Report how many lines in the entries below hold the word "current". Your answer is that number alone.

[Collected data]
* * *
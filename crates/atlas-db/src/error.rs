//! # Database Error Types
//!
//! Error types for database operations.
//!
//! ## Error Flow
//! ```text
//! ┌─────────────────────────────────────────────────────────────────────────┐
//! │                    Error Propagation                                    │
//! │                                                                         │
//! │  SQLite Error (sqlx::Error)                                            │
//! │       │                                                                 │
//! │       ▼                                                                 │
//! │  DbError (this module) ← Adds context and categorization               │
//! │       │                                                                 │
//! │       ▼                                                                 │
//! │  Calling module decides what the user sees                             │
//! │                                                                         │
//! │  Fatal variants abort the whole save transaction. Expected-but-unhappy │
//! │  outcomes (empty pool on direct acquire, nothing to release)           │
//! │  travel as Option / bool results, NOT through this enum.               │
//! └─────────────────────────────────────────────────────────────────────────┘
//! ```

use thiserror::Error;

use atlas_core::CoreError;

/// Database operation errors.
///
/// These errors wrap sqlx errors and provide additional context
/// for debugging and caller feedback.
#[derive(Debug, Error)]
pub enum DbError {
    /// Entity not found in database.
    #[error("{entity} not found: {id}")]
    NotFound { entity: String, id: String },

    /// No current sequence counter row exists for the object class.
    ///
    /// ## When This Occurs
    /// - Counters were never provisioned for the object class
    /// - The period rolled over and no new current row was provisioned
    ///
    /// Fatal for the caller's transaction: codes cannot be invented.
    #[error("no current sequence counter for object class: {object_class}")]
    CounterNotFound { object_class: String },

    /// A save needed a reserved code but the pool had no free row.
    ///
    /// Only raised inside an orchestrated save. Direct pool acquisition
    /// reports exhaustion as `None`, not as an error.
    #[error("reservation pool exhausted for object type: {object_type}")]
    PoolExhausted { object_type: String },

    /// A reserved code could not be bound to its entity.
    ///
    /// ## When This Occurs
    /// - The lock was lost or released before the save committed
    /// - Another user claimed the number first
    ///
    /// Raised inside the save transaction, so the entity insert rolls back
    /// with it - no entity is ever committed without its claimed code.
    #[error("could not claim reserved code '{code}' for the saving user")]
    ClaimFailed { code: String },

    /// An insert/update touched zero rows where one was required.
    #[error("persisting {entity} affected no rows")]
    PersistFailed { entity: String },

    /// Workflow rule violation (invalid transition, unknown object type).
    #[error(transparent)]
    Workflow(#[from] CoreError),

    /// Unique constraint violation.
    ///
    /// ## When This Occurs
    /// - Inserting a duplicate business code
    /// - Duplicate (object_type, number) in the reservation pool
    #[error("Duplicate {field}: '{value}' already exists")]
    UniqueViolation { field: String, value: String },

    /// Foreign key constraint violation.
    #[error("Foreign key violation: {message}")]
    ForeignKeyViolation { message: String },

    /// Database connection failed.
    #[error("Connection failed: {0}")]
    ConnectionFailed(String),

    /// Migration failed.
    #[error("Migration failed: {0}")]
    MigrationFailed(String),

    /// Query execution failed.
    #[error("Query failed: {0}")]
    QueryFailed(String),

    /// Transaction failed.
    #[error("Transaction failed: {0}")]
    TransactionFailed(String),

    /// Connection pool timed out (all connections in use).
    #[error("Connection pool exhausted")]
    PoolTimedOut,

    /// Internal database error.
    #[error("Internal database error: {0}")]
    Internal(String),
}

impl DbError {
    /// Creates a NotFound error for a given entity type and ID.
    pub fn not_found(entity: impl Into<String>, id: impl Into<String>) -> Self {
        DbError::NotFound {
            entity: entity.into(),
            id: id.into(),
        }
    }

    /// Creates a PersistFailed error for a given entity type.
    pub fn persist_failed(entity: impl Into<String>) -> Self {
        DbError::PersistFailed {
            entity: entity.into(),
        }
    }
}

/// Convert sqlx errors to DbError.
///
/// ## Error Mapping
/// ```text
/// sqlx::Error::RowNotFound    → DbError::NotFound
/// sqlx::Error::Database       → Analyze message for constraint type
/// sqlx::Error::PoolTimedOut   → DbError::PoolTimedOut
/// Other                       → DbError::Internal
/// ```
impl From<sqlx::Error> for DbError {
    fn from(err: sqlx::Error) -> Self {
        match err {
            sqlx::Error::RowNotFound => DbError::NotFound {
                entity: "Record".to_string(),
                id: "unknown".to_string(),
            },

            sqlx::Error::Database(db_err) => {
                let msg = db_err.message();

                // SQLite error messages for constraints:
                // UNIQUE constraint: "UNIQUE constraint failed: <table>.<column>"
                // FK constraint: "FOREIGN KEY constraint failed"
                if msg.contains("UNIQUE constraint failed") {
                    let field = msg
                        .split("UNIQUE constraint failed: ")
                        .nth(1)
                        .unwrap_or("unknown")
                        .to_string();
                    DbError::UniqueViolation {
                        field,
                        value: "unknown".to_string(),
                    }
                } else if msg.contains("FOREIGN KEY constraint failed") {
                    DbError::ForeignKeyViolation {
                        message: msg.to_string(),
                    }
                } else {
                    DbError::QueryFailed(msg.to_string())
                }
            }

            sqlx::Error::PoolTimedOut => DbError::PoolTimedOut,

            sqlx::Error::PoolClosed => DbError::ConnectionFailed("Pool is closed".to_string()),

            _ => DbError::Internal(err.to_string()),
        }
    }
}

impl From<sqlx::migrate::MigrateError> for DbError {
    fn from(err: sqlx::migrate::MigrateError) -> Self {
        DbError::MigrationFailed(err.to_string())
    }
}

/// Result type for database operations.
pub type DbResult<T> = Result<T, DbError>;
* * *
Written solution ▸
3